No one ever said the Wild West was fun. It was a place where war was hell, and it was also pretty constant. Men fought private wars over money, stature and location. Men fought wars within themselves over their choices. And one man fights an ongoing war to uphold justice. The Lone Ranger isn’t the main character of this debut issue; instead, he’s the catalyst of striving positivity amidst an austere and sad world. That Ande Parks made this choice is absolutely a good thing.

This issue might be labeled as the first in an arc, and there is room to build, but the story contained here can be enjoyed completely on its own with a satisfying conclusion. This is how more debut issues should be handled: make the reader understand a wholistic story involving this character and world, and offer some aspect that opens later into the wider narrative landscape. If you only sample this issue, you’ll be happy you did. However, after this quality you’ll most likely want what’s to come next.

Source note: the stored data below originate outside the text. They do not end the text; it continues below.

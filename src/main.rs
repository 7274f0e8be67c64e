//! # Draftsmith CLI (`draft`)
//!
//! The `draft` binary is the primary interface for Draftsmith. It creates
//! outlines from prompts, fills in sections one at a time, and exports the
//! result.
//!
//! ## Usage
//!
//! ```bash
//! draft --config ./config/draft.toml <command>
//! ```
//!
//! ## Commands
//!
//! | Command | Description |
//! |---------|-------------|
//! | `draft init` | Create the SQLite database and run schema migrations |
//! | `draft new "<prompt>"` | Generate an outline and save a new document |
//! | `draft generate <id>` | Generate every empty section (resumable) |
//! | `draft generate <id> --section <sid>` | Regenerate one section |
//! | `draft lucky` | Whole document from a random premise |
//! | `draft list` / `show <id>` / `delete <id>` | Inspect and manage documents |
//! | `draft export <id>` | Render as text or Markdown |
//! | `draft kb ...` | Manage knowledge bases |
//!
//! ## Examples
//!
//! ```bash
//! draft init
//! draft new "A field guide to urban foxes" --tone playful --words 900
//! draft generate 6f1c...        # Ctrl-C to stop, run again to resume
//! draft export 6f1c... --format markdown --output fox.md
//! ```

use clap::{Parser, Subcommand};
use std::path::PathBuf;
use tracing_subscriber::EnvFilter;

use draftsmith::config;
use draftsmith::doc_cmd::{self, NewOptions};
use draftsmith::export::{self, ExportFormat};
use draftsmith::kb_cmd;
use draftsmith::migrate;
use draftsmith::progress::ProgressMode;
use draftsmith::store::SqliteStore;

/// Draftsmith CLI: outline-then-expand document authoring with hosted
/// language models.
///
/// All commands accept a `--config` flag pointing to a TOML configuration
/// file. See `config/draft.example.toml` for a full example.
#[derive(Parser)]
#[command(
    name = "draft",
    about = "Draftsmith: outline-then-expand document authoring backed by hosted language models",
    version,
    long_about = "Draftsmith turns a prompt into a structured outline, then writes each section \
    in order with the earlier sections as context. Runs can be stopped at any time and resumed \
    later; completed sections are never lost."
)]
struct Cli {
    /// Path to configuration file (TOML).
    ///
    /// Defaults to `./config/draft.toml`.
    #[arg(long, global = true, default_value = "./config/draft.toml")]
    config: PathBuf,

    /// Progress output on stderr: `off`, `human`, or `json`.
    ///
    /// Defaults to `human` when stderr is a terminal, otherwise `off`.
    #[arg(long, global = true)]
    progress: Option<String>,

    #[command(subcommand)]
    command: Commands,
}

#[derive(Subcommand)]
enum Commands {
    /// Initialize the database schema.
    ///
    /// This command is idempotent; running it multiple times is safe.
    Init,

    /// Generate an outline for a prompt and save it as a new document.
    ///
    /// Prints the new document id on the first line of stdout.
    New {
        /// What the document should be about.
        prompt: String,

        /// Writing tone (e.g. `neutral`, `playful`, `formal`).
        #[arg(long)]
        tone: Option<String>,

        /// Target length of the whole document in words.
        #[arg(long)]
        words: Option<u32>,

        /// Element to include; may be repeated.
        #[arg(long = "allow")]
        allow: Vec<String>,

        /// Element to avoid; may be repeated.
        #[arg(long = "deny")]
        deny: Vec<String>,

        /// Knowledge base (id or name) to draw context from.
        #[arg(long)]
        kb: Option<String>,

        /// Model override for this document.
        #[arg(long)]
        model: Option<String>,
    },

    /// Generate section content.
    ///
    /// Without `--section`, fills every empty section in order and skips
    /// those already written. Ctrl-C stops at the next chunk; completed
    /// sections are kept.
    Generate {
        /// Document id.
        id: String,

        /// Regenerate just this section id, replacing its content.
        #[arg(long)]
        section: Option<String>,
    },

    /// Generate a complete document from a random premise.
    Lucky,

    /// List documents, most recently updated first.
    List,

    /// Show a document's settings and per-section status.
    Show {
        /// Document id.
        id: String,
    },

    /// Export a document.
    Export {
        /// Document id.
        id: String,

        /// Output file path. Defaults to stdout.
        #[arg(long, short)]
        output: Option<PathBuf>,

        /// Output format: `text` or `markdown`.
        #[arg(long, default_value = "text")]
        format: String,
    },

    /// Delete a document.
    Delete {
        /// Document id.
        id: String,
    },

    /// Manage knowledge bases (hosted vector stores).
    Kb {
        #[command(subcommand)]
        action: KbAction,
    },
}

#[derive(Subcommand)]
enum KbAction {
    /// Create an empty knowledge base.
    Create { name: String },
    /// Upload a file and attach it to a knowledge base.
    Add {
        /// Knowledge base id or name.
        kb: String,
        file: PathBuf,
    },
    /// List knowledge bases.
    List,
    /// Search a knowledge base and print the matching excerpts.
    Search {
        /// Knowledge base id or name.
        kb: String,
        query: String,
    },
    /// Delete a knowledge base and its hosted store.
    Delete {
        /// Knowledge base id or name.
        kb: String,
    },
}

fn init_tracing() {
    let filter = EnvFilter::try_from_default_env().unwrap_or_else(|_| EnvFilter::new("warn"));
    tracing_subscriber::fmt()
        .with_env_filter(filter)
        .with_writer(std::io::stderr)
        .with_target(false)
        .init();
}

#[tokio::main]
async fn main() -> anyhow::Result<()> {
    let cli = Cli::parse();
    init_tracing();

    let progress = match cli.progress.as_deref() {
        Some(s) => ProgressMode::parse(s).ok_or_else(|| {
            anyhow::anyhow!("Unknown progress mode: {}. Use off, human, or json.", s)
        })?,
        None => ProgressMode::default_for_tty(),
    };

    // `init` works without a config file, falling back to the defaults.
    let cfg = match cli.command {
        Commands::Init if !cli.config.exists() => config::Config::minimal(),
        _ => config::load_config(&cli.config)?,
    };

    match cli.command {
        Commands::Init => {
            migrate::run_migrations(&cfg).await?;
            println!("Database initialized successfully.");
        }
        Commands::New {
            prompt,
            tone,
            words,
            allow,
            deny,
            kb,
            model,
        } => {
            let options = NewOptions {
                tone,
                words,
                allow,
                deny,
                knowledge_base: kb,
                model,
            };
            doc_cmd::run_new(&cfg, &prompt, &options, progress).await?;
        }
        Commands::Generate { id, section } => {
            doc_cmd::run_generate(&cfg, &id, section.as_deref(), progress).await?;
        }
        Commands::Lucky => {
            doc_cmd::run_lucky_cmd(&cfg, progress).await?;
        }
        Commands::List => {
            doc_cmd::run_list(&cfg).await?;
        }
        Commands::Show { id } => {
            doc_cmd::run_show(&cfg, &id).await?;
        }
        Commands::Export { id, output, format } => {
            let format = ExportFormat::parse(&format)?;
            let store = SqliteStore::open(&cfg).await?;
            let result = export::run_export(&store, &id, format, output.as_deref()).await;
            store.close().await;
            result?;
        }
        Commands::Delete { id } => {
            doc_cmd::run_delete(&cfg, &id).await?;
        }
        Commands::Kb { action } => match action {
            KbAction::Create { name } => kb_cmd::run_kb_create(&cfg, &name).await?,
            KbAction::Add { kb, file } => kb_cmd::run_kb_add(&cfg, &kb, &file).await?,
            KbAction::List => kb_cmd::run_kb_list(&cfg).await?,
            KbAction::Search { kb, query } => kb_cmd::run_kb_search(&cfg, &kb, &query).await?,
            KbAction::Delete { kb } => kb_cmd::run_kb_delete(&cfg, &kb).await?,
        },
    }

    Ok(())
}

Parks fills these pages with many voices. We get an old timey editor, we get cinematic legend John Ford, we get the eponymous hero, and we also get the sad musings of a man named Nathan Jurgens. This new character endures such heartache and has a future horizon so bleak that his presence soaks into the pages and will hold you enthralled. The patois might throw you off and it is almost heavy handed, except that it’s just so engaging and downright miserable. This man needs a win, and one the Lone Ranger can give him. Yet we know that win isn’t going to erase the past defeat. Nothing can, or ever will.

This ability of the untamed landscape to instantly redirect your life and make every choice leading to this turn feel like your biggest life mistakes is the brutal truth of an unknown world. Parks isn’t giving us a rosy world for the Ranger to ply his trade in. He might be able to clean up a mess and still look pretty but he won’t always be there to stop the catastrophe in the first place. The brutal truth is that no one will be. If chance turns its back on you then you’ll be damned, and forevermore.

Esteve Polls plays with action and setting well. His world feels full and inhabited. He certainly draws a fantastic guns blazing entrance for our hero. The main problem is that Polls needs to essay a lot of emotion on these pages and his style doesn’t always match the subtlety needed. The colors from Marcelo Pinto don’t help to accentuate his nuances at all. His trampling horses come through the dust pretty and yet his human faces are blotchy and distracting. These flaws won’t slap you off the page, so it’s not major, but they also won’t draw you deeper into the story.

“The Lone Ranger” is a character entrenched in society as a virtue, a caricature, and this issue plays him as such and is all the better for it. Delving into the world, and the worldview, of this time and place gives me a better sense of this title than hearing any speeches about justice every could. If you like a tidy western yarn then this tale, which feels done in one, is just for you. It’ll break your heart and make you feel.